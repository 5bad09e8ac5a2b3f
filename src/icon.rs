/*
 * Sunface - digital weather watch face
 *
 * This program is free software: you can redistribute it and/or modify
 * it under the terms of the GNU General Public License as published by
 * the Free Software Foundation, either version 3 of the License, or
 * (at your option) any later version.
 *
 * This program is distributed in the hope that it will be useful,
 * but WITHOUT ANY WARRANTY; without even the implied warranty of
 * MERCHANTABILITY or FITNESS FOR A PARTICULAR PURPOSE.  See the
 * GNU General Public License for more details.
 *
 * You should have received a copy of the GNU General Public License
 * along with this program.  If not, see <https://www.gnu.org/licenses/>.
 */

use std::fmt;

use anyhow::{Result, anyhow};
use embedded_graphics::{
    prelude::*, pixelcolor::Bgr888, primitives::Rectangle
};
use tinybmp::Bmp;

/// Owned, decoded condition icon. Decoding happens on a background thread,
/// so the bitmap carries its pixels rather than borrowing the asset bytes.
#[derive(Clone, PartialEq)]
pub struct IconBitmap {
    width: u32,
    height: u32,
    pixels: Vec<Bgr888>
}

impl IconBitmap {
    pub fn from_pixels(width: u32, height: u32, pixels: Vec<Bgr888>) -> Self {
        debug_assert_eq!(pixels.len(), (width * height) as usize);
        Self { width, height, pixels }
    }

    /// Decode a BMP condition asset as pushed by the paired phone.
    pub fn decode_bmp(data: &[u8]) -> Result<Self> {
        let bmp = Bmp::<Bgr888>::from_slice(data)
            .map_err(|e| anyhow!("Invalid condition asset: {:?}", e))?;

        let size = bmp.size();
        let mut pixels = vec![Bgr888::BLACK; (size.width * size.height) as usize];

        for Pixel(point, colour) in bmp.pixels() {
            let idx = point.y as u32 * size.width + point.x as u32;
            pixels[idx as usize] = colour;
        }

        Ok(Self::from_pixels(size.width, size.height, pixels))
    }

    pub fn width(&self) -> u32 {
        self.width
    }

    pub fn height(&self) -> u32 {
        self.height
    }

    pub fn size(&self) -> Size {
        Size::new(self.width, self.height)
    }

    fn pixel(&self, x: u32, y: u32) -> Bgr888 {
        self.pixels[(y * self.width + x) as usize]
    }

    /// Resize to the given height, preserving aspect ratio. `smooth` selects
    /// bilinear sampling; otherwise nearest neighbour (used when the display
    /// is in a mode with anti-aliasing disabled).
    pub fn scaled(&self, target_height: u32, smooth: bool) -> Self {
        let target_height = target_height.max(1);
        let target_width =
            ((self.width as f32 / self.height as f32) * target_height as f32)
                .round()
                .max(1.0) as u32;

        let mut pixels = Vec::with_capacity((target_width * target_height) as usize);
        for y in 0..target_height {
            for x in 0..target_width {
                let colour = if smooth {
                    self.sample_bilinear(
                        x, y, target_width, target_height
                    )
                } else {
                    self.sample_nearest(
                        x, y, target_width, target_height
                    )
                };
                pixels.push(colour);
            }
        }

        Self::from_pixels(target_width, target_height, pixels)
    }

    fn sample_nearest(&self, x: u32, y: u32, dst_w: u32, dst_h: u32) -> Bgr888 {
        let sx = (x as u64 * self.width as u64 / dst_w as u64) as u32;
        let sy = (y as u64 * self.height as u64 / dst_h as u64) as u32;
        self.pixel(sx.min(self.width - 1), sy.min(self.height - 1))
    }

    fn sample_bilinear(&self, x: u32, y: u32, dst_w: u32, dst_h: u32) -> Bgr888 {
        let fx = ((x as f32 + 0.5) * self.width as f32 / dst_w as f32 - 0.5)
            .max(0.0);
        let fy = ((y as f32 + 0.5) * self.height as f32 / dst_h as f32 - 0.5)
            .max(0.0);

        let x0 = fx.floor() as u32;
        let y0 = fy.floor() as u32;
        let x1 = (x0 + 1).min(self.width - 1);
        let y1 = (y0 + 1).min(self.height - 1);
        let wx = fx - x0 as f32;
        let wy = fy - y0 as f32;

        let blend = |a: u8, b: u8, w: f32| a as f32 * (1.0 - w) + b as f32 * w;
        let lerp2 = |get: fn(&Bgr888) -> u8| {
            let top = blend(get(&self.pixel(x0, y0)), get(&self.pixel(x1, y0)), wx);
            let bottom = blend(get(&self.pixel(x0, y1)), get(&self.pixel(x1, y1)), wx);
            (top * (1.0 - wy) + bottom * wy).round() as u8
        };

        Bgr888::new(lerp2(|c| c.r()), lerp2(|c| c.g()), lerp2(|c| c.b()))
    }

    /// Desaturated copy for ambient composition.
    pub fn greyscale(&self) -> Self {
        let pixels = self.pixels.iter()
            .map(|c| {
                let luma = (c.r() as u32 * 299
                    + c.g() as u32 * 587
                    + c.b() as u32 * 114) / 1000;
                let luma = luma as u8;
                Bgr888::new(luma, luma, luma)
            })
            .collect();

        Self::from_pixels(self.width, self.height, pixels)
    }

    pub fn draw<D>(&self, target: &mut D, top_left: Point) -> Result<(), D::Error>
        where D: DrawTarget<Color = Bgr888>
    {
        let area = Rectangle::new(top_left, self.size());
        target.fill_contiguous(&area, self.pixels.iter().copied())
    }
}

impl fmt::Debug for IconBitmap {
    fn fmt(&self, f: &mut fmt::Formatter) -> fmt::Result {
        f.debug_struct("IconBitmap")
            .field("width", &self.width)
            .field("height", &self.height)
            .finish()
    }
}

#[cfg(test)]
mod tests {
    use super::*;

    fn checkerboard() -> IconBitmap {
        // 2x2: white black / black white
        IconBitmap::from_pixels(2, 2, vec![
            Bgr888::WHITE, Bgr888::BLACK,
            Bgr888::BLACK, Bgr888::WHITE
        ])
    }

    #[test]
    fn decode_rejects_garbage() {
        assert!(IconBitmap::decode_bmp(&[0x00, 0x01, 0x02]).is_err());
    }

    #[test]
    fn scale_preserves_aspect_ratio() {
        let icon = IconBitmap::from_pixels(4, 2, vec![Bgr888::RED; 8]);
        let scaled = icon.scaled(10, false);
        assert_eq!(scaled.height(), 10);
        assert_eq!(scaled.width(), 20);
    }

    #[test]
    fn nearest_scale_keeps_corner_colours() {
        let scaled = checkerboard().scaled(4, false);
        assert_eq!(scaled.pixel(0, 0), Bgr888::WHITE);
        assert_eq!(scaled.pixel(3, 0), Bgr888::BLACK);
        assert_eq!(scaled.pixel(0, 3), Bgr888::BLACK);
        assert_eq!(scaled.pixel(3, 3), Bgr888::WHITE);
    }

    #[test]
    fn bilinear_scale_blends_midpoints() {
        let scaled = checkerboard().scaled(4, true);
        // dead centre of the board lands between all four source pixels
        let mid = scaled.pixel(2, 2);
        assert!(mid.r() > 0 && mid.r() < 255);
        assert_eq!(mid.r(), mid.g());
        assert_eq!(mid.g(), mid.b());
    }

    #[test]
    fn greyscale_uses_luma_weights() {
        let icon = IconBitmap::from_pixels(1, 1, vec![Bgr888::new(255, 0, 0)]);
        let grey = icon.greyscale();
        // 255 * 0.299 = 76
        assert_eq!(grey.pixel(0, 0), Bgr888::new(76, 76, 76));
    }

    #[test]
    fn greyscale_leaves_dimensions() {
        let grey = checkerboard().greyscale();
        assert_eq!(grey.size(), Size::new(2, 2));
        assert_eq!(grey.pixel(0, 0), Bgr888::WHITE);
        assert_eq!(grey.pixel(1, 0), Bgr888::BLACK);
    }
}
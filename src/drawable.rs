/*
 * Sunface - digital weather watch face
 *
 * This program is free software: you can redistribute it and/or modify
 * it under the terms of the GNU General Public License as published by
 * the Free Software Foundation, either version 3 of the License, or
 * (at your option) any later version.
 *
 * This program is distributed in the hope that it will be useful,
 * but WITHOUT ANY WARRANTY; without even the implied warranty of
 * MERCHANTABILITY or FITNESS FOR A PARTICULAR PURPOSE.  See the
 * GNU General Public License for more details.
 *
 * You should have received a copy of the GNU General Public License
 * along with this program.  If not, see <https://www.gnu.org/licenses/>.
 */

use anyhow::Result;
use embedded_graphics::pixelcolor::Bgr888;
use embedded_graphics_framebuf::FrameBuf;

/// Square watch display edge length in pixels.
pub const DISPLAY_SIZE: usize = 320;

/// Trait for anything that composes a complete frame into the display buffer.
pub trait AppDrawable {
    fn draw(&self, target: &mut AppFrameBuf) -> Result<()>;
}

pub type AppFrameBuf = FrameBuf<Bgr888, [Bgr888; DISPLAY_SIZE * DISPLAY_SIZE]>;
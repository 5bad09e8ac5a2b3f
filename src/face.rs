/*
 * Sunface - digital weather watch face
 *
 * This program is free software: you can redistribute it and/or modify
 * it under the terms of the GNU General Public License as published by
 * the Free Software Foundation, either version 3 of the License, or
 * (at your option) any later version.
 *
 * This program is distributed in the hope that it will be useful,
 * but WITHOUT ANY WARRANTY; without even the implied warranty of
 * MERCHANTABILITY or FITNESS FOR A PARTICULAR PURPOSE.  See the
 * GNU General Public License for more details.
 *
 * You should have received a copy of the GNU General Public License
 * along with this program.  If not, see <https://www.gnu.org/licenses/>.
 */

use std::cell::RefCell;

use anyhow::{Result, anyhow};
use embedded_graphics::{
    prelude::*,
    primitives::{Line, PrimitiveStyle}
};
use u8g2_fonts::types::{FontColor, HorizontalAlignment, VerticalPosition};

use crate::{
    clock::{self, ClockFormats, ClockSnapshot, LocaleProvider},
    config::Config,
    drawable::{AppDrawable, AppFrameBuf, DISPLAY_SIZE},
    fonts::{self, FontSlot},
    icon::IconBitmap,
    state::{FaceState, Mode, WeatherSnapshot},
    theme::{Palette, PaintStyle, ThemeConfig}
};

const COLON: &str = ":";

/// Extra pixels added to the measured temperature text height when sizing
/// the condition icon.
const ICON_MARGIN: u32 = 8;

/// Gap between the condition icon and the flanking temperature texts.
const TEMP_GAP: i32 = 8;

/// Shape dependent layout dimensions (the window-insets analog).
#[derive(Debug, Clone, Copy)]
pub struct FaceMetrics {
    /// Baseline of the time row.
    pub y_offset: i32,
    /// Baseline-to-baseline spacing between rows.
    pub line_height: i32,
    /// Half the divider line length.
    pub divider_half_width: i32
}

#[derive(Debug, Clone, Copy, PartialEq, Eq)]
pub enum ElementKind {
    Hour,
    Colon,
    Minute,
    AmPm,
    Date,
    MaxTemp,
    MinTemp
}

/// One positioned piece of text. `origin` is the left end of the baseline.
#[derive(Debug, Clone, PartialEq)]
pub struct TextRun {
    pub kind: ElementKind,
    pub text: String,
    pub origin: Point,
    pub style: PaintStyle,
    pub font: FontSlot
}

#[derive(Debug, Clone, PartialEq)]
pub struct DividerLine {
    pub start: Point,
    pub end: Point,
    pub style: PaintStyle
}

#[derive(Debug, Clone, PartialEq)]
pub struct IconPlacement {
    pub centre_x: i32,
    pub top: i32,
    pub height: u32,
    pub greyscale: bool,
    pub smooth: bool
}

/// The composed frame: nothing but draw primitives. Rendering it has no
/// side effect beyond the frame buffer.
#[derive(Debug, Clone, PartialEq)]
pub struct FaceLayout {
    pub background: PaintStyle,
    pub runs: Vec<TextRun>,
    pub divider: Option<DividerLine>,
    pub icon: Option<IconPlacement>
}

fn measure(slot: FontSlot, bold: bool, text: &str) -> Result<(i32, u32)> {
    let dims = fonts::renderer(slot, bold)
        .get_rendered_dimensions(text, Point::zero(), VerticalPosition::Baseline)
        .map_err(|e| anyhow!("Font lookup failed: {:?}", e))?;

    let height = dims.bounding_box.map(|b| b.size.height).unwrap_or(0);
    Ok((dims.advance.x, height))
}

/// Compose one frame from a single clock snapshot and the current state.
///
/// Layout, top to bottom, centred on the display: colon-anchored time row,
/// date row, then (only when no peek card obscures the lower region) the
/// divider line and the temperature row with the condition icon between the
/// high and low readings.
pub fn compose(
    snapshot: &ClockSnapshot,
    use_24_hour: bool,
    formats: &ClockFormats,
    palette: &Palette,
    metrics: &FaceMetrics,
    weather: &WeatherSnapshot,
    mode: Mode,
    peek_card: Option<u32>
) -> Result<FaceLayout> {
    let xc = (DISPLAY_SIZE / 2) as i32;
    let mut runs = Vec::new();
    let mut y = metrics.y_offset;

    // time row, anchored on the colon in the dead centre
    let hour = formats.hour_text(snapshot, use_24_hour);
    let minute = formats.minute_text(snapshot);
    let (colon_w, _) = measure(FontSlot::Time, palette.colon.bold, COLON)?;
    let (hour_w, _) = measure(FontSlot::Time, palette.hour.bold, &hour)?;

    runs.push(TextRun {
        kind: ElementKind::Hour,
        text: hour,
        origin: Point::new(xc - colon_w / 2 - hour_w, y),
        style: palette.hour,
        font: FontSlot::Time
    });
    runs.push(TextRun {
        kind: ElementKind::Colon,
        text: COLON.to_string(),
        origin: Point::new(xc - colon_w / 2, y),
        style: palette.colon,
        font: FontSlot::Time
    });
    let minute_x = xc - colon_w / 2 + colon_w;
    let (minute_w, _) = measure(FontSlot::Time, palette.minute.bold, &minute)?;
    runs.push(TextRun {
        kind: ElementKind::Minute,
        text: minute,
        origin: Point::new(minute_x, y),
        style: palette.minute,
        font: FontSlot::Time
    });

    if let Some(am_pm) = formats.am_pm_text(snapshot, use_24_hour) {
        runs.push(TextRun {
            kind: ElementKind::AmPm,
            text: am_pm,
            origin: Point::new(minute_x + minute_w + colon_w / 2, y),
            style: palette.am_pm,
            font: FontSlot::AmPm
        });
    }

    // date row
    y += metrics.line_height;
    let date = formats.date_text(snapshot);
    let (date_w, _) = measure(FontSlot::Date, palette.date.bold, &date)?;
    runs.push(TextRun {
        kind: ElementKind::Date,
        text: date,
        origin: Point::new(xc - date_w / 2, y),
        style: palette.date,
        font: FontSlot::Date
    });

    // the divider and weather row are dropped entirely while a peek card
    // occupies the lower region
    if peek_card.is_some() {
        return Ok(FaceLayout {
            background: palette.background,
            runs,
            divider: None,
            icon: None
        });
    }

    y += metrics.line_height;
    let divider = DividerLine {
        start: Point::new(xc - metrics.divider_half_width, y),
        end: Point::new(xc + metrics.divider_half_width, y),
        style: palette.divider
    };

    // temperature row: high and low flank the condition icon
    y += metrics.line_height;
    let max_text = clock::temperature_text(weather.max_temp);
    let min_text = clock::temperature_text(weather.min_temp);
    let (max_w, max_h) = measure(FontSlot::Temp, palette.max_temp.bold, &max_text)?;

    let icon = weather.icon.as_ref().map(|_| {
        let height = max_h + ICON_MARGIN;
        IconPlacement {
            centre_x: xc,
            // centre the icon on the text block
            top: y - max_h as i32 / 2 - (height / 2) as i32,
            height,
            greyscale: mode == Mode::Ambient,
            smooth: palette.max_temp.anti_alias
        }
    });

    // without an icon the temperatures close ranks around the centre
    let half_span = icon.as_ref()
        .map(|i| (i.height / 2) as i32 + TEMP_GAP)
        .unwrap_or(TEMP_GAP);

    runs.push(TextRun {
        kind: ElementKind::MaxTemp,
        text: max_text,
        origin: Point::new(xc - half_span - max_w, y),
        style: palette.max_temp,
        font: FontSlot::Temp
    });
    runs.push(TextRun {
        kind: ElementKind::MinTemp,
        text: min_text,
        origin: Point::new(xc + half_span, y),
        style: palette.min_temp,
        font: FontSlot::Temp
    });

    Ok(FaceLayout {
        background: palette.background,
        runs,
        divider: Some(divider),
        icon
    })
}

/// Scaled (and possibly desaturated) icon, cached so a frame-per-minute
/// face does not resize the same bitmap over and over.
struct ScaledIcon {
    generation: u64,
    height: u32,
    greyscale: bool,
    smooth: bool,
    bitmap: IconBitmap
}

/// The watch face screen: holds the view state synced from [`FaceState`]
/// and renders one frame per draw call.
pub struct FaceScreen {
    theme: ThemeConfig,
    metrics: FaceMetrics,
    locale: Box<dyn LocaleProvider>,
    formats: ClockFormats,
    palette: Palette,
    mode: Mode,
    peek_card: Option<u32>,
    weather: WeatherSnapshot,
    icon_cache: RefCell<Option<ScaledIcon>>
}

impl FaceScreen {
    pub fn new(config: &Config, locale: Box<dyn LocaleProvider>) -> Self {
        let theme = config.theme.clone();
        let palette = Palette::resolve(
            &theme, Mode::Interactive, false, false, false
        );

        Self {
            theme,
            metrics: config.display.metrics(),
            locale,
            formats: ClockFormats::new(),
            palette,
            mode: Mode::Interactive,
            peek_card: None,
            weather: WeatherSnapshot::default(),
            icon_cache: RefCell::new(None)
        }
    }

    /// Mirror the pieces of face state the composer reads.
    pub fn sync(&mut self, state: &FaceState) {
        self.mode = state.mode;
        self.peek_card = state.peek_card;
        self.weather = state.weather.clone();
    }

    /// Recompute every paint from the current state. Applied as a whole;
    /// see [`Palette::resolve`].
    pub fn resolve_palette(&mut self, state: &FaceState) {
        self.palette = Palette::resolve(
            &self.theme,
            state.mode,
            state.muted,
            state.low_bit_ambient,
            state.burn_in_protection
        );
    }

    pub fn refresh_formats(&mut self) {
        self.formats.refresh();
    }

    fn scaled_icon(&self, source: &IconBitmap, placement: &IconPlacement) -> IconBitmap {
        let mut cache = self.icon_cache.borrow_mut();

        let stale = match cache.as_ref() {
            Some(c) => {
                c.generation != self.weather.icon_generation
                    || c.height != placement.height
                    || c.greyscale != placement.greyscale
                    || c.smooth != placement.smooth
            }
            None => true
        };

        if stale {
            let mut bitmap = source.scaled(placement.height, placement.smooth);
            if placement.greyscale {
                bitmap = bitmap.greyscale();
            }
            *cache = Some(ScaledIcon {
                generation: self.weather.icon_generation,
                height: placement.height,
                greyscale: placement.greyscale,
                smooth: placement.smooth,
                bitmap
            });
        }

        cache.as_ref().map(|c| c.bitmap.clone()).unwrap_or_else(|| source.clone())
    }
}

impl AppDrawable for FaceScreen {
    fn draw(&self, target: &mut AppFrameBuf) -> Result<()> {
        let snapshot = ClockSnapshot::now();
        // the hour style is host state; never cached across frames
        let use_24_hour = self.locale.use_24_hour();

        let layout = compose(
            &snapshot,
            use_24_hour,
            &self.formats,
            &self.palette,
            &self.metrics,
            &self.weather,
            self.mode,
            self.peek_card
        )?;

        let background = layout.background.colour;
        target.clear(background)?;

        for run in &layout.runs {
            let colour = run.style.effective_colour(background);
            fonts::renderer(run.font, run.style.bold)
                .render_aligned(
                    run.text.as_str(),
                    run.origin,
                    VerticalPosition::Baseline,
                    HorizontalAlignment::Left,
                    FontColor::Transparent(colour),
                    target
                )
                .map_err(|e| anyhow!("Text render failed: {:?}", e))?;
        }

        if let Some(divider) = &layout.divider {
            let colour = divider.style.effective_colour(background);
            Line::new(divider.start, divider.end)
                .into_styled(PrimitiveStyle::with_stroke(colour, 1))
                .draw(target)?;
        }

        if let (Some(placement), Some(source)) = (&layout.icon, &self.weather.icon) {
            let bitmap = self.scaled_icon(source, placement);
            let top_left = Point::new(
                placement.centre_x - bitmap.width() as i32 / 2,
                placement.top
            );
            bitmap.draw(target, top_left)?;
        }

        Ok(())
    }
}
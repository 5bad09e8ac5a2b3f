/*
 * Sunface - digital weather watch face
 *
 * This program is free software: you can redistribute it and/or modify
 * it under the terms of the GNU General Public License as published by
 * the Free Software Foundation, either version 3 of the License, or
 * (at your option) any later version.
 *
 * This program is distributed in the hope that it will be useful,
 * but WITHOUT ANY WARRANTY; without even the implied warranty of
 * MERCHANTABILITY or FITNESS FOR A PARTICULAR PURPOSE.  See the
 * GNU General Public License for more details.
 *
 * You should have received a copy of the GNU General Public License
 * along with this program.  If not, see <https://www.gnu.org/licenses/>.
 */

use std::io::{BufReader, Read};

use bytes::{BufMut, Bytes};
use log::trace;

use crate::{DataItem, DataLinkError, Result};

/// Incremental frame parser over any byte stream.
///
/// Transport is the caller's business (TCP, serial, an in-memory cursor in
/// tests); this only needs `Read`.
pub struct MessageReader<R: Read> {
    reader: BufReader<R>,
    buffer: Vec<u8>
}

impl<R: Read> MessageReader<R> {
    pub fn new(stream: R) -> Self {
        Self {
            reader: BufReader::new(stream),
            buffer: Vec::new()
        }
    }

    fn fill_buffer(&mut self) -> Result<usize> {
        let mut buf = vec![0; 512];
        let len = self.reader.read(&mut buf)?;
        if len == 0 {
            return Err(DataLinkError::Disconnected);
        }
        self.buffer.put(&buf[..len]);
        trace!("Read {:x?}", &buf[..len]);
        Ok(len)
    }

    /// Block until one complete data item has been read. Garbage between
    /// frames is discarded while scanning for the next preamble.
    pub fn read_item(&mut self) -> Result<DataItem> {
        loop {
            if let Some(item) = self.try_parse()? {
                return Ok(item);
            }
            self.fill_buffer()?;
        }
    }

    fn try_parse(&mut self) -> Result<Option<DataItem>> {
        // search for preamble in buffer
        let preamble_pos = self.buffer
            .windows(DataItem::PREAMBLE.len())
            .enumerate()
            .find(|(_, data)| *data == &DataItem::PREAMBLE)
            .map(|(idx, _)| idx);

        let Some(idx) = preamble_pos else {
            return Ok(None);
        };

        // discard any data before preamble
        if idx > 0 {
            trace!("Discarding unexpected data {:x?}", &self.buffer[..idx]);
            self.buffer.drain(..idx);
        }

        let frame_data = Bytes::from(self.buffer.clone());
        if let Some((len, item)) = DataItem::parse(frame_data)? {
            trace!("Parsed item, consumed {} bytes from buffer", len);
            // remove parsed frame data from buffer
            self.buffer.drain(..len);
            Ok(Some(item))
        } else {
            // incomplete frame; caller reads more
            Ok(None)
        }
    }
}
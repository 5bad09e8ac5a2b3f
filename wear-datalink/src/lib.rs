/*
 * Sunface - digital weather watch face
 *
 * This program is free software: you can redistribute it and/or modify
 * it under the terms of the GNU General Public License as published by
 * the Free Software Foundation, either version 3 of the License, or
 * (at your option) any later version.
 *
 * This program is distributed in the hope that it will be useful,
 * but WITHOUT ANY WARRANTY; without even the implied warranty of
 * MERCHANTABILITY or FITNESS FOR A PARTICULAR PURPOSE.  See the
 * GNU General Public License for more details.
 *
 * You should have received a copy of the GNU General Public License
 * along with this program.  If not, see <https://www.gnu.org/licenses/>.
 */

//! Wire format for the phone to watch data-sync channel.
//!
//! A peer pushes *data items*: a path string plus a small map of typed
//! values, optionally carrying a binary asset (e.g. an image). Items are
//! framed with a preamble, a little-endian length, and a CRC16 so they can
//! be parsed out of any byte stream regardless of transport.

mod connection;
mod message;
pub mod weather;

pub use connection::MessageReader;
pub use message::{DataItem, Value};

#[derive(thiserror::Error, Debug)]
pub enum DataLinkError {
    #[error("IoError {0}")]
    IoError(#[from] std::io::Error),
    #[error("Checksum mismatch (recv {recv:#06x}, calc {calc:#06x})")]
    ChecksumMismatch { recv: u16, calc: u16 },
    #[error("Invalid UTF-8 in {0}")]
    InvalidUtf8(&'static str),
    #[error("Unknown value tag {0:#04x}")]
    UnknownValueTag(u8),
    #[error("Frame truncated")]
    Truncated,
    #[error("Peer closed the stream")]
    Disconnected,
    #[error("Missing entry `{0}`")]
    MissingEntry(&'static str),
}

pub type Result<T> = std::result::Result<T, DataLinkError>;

━━━━━━

Every line containing the string "checkerboard" should be pulled from the listing and copied.

__OUTPUT FOR THIS EXERCISE__.
    fn checkerboard() -> IconBitmap {
        let scaled = checkerboard().scaled(4, false);
        let scaled = checkerboard().scaled(4, true);
        let grey = checkerboard().greyscale();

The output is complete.